Transphobia Gained Ground at the GOP Presidential Conversation This Week

At their third televised debate on Wednesday night, with Florida Governor, the remaining non-Trump Republican presidential candidates stepped up their commitment to transphobia. Former South Carolina governor Nikki Haley and Ron DeSantis competed to be the most anti-trans on stage.

Co-moderator Megyn Kelly questioned New Jersey Governor during the conversation, which was broadcast on the streaming media network NewsNation. Chris Christie revealed his neutral stance on transgender youth. Kelly asked Christie if he was “out of step” with his party after falsely describing gender-affirming care for children as “cutting off body parts.” (This is a typical example of conservative misinformation; in fact, trans youth surgeries are uncommon.)

Christie retorted that he believed the problem to be one of “parents’ rights” and that taking away their ability to make medical decisions would go against Republican small-government principles. “And Megyn, do you know what?” He continued, “I trust parents,” and made a light mention of the “parental rights” movement’s double standards, which forbid parents from affirming their children. Christie argued that “we should be encouraging kids” to instill values in their kids without disclosing what those values ought to be.

Kelly then allowed Haley, DeSantis, and businessman Vivek Ramaswamy to flood in and denounce Christie, each vying to occupy the most advantageous position. DeSantis pretended that doctors are “mutilating” and “cutting off” children’s genitalia and accused supportive families of child maltreatment while savoring the applause of the audience. However, things quickly heated up when DeSantis attacked Haley for opposing a 2016 “bathroom bill,” which sparked several days of argument over who had the better glass police record.

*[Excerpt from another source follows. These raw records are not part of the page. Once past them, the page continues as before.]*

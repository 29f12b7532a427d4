use std::fs;
use std::path::Path;
use anyhow::{anyhow, bail, Context, Result};
use midly::{MetaMessage, MidiMessage, Smf, Timing, TrackEventKind};
use super::MidiEvent;

/// Tempo assumed until the first tempo meta event, in microseconds per quarter note.
const DEFAULT_TEMPO: u32 = 500_000;

enum Timed {
    Tempo(u32),
    Note(MidiEvent),
}

/// Read a standard MIDI file into a note sequence
pub fn load_midi_file(path: &Path) -> Result<Vec<MidiEvent>> {
    let bytes = fs::read(path)
        .with_context(|| format!("Failed to read MIDI file {}", path.display()))?;
    let events = parse_midi(&bytes)
        .with_context(|| format!("Failed to load MIDI file {}", path.display()))?;
    log::info!("Loaded {} note events from {}", events.len(), path.display());
    Ok(events)
}

/// Parses SMF bytes into note events with deltas in seconds.
///
/// All tracks are merged on absolute ticks. Events other than notes are
/// dropped but their time is folded into the next note event. Whatever time
/// follows the last note is not represented.
pub fn parse_midi(bytes: &[u8]) -> Result<Vec<MidiEvent>> {
    let smf = Smf::parse(bytes).map_err(|e| anyhow!("Invalid MIDI data: {}", e))?;

    let mut timeline: Vec<(u64, Timed)> = Vec::new();
    for track in &smf.tracks {
        let mut tick = 0u64;
        for event in track {
            tick += event.delta.as_int() as u64;
            let timed = match event.kind {
                TrackEventKind::Meta(MetaMessage::Tempo(tempo)) => Timed::Tempo(tempo.as_int()),
                TrackEventKind::Midi { channel, message } => {
                    let channel = channel.as_int();
                    match message {
                        MidiMessage::NoteOn { key, vel } if vel.as_int() > 0 => {
                            Timed::Note(MidiEvent::note_on(key.as_int(), vel.as_int(), channel, 0.0))
                        },
                        MidiMessage::NoteOn { key, .. } | MidiMessage::NoteOff { key, .. } => {
                            Timed::Note(MidiEvent::note_off(key.as_int(), channel, 0.0))
                        },
                        _ => continue,
                    }
                },
                _ => continue,
            };
            timeline.push((tick, timed));
        }
    }
    // stable, so simultaneous events keep their track order
    timeline.sort_by_key(|(tick, _)| *tick);

    let seconds_per_tick = |tempo: u32| -> Result<f64> {
        match smf.header.timing {
            Timing::Metrical(ticks_per_beat) => {
                let ppq = ticks_per_beat.as_int();
                if ppq == 0 {
                    bail!("MIDI header declares 0 ticks per quarter note");
                }
                Ok(tempo as f64 / 1_000_000.0 / ppq as f64)
            },
            Timing::Timecode(fps, subframes) => {
                let ticks_per_second = fps.as_f32() as f64 * subframes as f64;
                if ticks_per_second <= 0.0 {
                    bail!("MIDI header declares 0 ticks per second");
                }
                Ok(1.0 / ticks_per_second)
            },
        }
    };

    let mut events = Vec::new();
    let mut tempo = DEFAULT_TEMPO;
    let mut last_tick = 0u64;
    let mut pending = 0.0f64;
    for (tick, timed) in timeline {
        pending += (tick - last_tick) as f64 * seconds_per_tick(tempo)?;
        last_tick = tick;
        match timed {
            Timed::Tempo(value) => tempo = value,
            Timed::Note(mut event) => {
                event.delta_seconds = pending;
                pending = 0.0;
                events.push(event);
            },
        }
    }

    Ok(events)
}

Ramaswamy then added that he thought “transgenderism is a mental health disorder” and, in support of the second conversation, “banning genital mutilation or chemical castration,” compared it to the highways project of former President Ronald Reagan. The exclusion of trans people from gendered sports leagues was referred to as “the women’s issue of our time” by Haley, who was still looking up DeSantis.

The topic of Ramaswamy’s Hindu beliefs was finally brought up by the moderators.

The Republican debates this year have seen an increase in anti-trans rhetoric from the dwindling candidate pool, with Christie being the only centrist left (though still one who criticized Joe Biden for “sleeping with a member of the teachers’ union,” i.e., his wife of several decades). While mediator and FOX News anchor Dana Perino went on the attack against North Dakota Governor, Ramaswamy and former Vice President Mike Pence, who has since withdrawn from the competition, both expressed their support for a national gender-affirming care restriction in September. Doug Burgum for claiming that the issue of transgender medical was a “state’s right” one. GOP politicians and conservative pundits have rushed this year to exaggerate trans medication by falsely accusing doctors of amputation, yet comparing such care to performing lobotomies, as a fresh Media Matters statement noted this week.

Trump has made it clear he would swiftly implement such fascist measures if reelected, calling trans people “deranged” and their identities “insanity” at campaign stops earlier this year. He hasn’t yet appeared at any of the debates (he’s much too busy auditioning to be the next top felon in America). Is this sufficient justification to stop referring to Ron and him as “fruity”?